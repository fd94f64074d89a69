use std::io::Write;

use async_trait::async_trait;
use crossterm::{
    cursor::MoveTo,
    execute,
    terminal::{Clear, ClearType},
};
use tokio::io::{AsyncBufReadExt, BufReader, Lines, Stdin};
use tokio::sync::Mutex;
use tokio_util::sync::CancellationToken;
use zeroize::Zeroizing;

use crate::error::ViewError;

#[derive(Debug, Clone, Copy, PartialEq, Eq)]
pub enum Answer {
    Yes,
    No,
}

/// Completion candidates for a partially typed line.
pub trait Suggestions {
    fn suggestions(&self, input: &str) -> Vec<String>;
}

/// The terminal as seen by contexts and commands.
///
/// Every suspending call observes `token`; a cancelled token yields
/// [`ViewError::Cancelled`] and nothing is consumed on its behalf.
#[async_trait]
pub trait View: Send + Sync {
    fn write_line(&self, text: &str);

    fn clear(&self);

    async fn read_line(
        &self,
        prompt: &str,
        suggestions: &(dyn Suggestions + Sync),
        token: &CancellationToken,
    ) -> Result<String, ViewError>;

    async fn confirm(
        &self,
        question: &str,
        default: Answer,
        token: &CancellationToken,
    ) -> Result<bool, ViewError>;

    async fn read_secret(
        &self,
        prompt: &str,
        token: &CancellationToken,
    ) -> Result<Zeroizing<String>, ViewError>;
}

pub fn parse_answer(input: &str, default: Answer) -> bool {
    match input.trim().to_lowercase().as_str() {
        "y" | "yes" => true,
        "n" | "no" => false,
        _ => default == Answer::Yes,
    }
}

/// Line oriented stdin/stdout view. A line ending in a tab prints the
/// completion candidates for the text before it and asks again.
pub struct ConsoleView {
    lines: Mutex<Lines<BufReader<Stdin>>>,
}

impl ConsoleView {
    pub fn new() -> Self {
        Self {
            lines: Mutex::new(BufReader::new(tokio::io::stdin()).lines()),
        }
    }

    async fn next_line(&self, token: &CancellationToken) -> Result<String, ViewError> {
        let mut lines = self.lines.lock().await;
        tokio::select! {
            _ = token.cancelled() => Err(ViewError::Cancelled),
            line = lines.next_line() => match line? {
                Some(line) => Ok(line),
                None => Err(ViewError::Closed),
            },
        }
    }
}

impl Default for ConsoleView {
    fn default() -> Self {
        Self::new()
    }
}

fn print_prompt(prompt: &str) {
    print!("{prompt}");
    std::io::stdout().flush().ok();
}

#[async_trait]
impl View for ConsoleView {
    fn write_line(&self, text: &str) {
        println!("{text}");
    }

    fn clear(&self) {
        execute!(std::io::stdout(), Clear(ClearType::All), MoveTo(0, 0)).ok();
    }

    async fn read_line(
        &self,
        prompt: &str,
        suggestions: &(dyn Suggestions + Sync),
        token: &CancellationToken,
    ) -> Result<String, ViewError> {
        loop {
            print_prompt(&format!("{prompt}> "));
            let line = self.next_line(token).await?;
            let Some(partial) = line.strip_suffix('\t') else {
                return Ok(line);
            };
            let candidates = suggestions.suggestions(partial);
            if !candidates.is_empty() {
                println!("{}", candidates.join("  "));
            }
        }
    }

    async fn confirm(
        &self,
        question: &str,
        default: Answer,
        token: &CancellationToken,
    ) -> Result<bool, ViewError> {
        let hint = match default {
            Answer::Yes => "(Y/n)",
            Answer::No => "(y/N)",
        };
        print_prompt(&format!("{question} {hint} "));
        let line = self.next_line(token).await?;
        Ok(parse_answer(&line, default))
    }

    async fn read_secret(
        &self,
        prompt: &str,
        token: &CancellationToken,
    ) -> Result<Zeroizing<String>, ViewError> {
        let prompt = prompt.to_string();
        let task = tokio::task::spawn_blocking(move || rpassword::prompt_password(prompt));
        tokio::select! {
            _ = token.cancelled() => Err(ViewError::Cancelled),
            joined = task => {
                let secret = joined.map_err(std::io::Error::other)??;
                Ok(Zeroizing::new(secret))
            }
        }
    }
}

----

### [Task requirements]
A faithful retyping of every entry above is the task.

### [Finished task]
repository fd94f64074d89a69
use std::io::Write;

use async_trait::async_trait;
use crossterm::{
    cursor::MoveTo,
    execute,
    terminal::{Clear, ClearType},
};
use tokio::io::{AsyncBufReadExt, BufReader, Lines, Stdin};
use tokio::sync::Mutex;
use tokio_util::sync::CancellationToken;
use zeroize::Zeroizing;

use crate::error::ViewError;

#[derive(Debug, Clone, Copy, PartialEq, Eq)]
pub enum Answer {
    Yes,
    No,
}

/// Completion candidates for a partially typed line.
pub trait Suggestions {
    fn suggestions(&self, input: &str) -> Vec<String>;
}

/// The terminal as seen by contexts and commands.
///
/// Every suspending call observes `token`; a cancelled token yields
/// [`ViewError::Cancelled`] and nothing is consumed on its behalf.
#[async_trait]
pub trait View: Send + Sync {
    fn write_line(&self, text: &str);

    fn clear(&self);

    async fn read_line(
        &self,
        prompt: &str,
        suggestions: &(dyn Suggestions + Sync),
        token: &CancellationToken,
    ) -> Result<String, ViewError>;

    async fn confirm(
        &self,
        question: &str,
        default: Answer,
        token: &CancellationToken,
    ) -> Result<bool, ViewError>;

    async fn read_secret(
        &self,
        prompt: &str,
        token: &CancellationToken,
    ) -> Result<Zeroizing<String>, ViewError>;
}

pub fn parse_answer(input: &str, default: Answer) -> bool {
    match input.trim().to_lowercase().as_str() {
        "y" | "yes" => true,
        "n" | "no" => false,
        _ => default == Answer::Yes,
    }
}

/// Line oriented stdin/stdout view. A line ending in a tab prints the
/// completion candidates for the text before it and asks again.
pub struct ConsoleView {
    lines: Mutex<Lines<BufReader<Stdin>>>,
}

impl ConsoleView {
    pub fn new() -> Self {
        Self {
            lines: Mutex::new(BufReader::new(tokio::io::stdin()).lines()),
        }
    }

    async fn next_line(&self, token: &CancellationToken) -> Result<String, ViewError> {
        let mut lines = self.lines.lock().await;
        tokio::select! {
            _ = token.cancelled() => Err(ViewError::Cancelled),
            line = lines.next_line() => match line? {
                Some(line) => Ok(line),
                None => Err(ViewError::Closed),
            },
        }
    }
}

impl Default for ConsoleView {
    fn default() -> Self {
        Self::new()
    }
}

fn print_prompt(prompt: &str) {
    print!("{prompt}");
    std::io::stdout().flush().ok();
}

#[async_trait]
impl View for ConsoleView {
    fn write_line(&self, text: &str) {
        println!("{text}");
    }

    fn clear(&self) {
        execute!(std::io::stdout(), Clear(ClearType::All), MoveTo(0, 0)).ok();
    }

    async fn read_line(
        &self,
        prompt: &str,
        suggestions: &(dyn Suggestions + Sync),
        token: &CancellationToken,
    ) -> Result<String, ViewError> {
        loop {
            print_prompt(&format!("{prompt}> "));
            let line = self.next_line(token).await?;
            let Some(partial) = line.strip_suffix('\t') else {
                return Ok(line);
            };
            let candidates = suggestions.suggestions(partial);
            if !candidates.is_empty() {
                println!("{}", candidates.join("  "));
            }
        }
    }

    async fn confirm(
        &self,
        question: &str,
        default: Answer,
        token: &CancellationToken,
    ) -> Result<bool, ViewError> {
        let hint = match default {
            Answer::Yes => "(Y/n)",
            Answer::No => "(y/N)",
        };
        print_prompt(&format!("{question} {hint} "));
        let line = self.next_line(token).await?;
        Ok(parse_answer(&line, default))
    }

    async fn read_secret(
        &self,
        prompt: &str,
        token: &CancellationToken,
    ) -> Result<Zeroizing<String>, ViewError> {
        let prompt = prompt.to_string();
        let task = tokio::task::spawn_blocking(move || rpassword::prompt_password(prompt));
        tokio::select! {
            _ = token.cancelled() => Err(ViewError::Cancelled),
            joined = task => {
                let secret = joined.map_err(std::io::Error::other)??;
                Ok(Zeroizing::new(secret))
            }
        }
    }
}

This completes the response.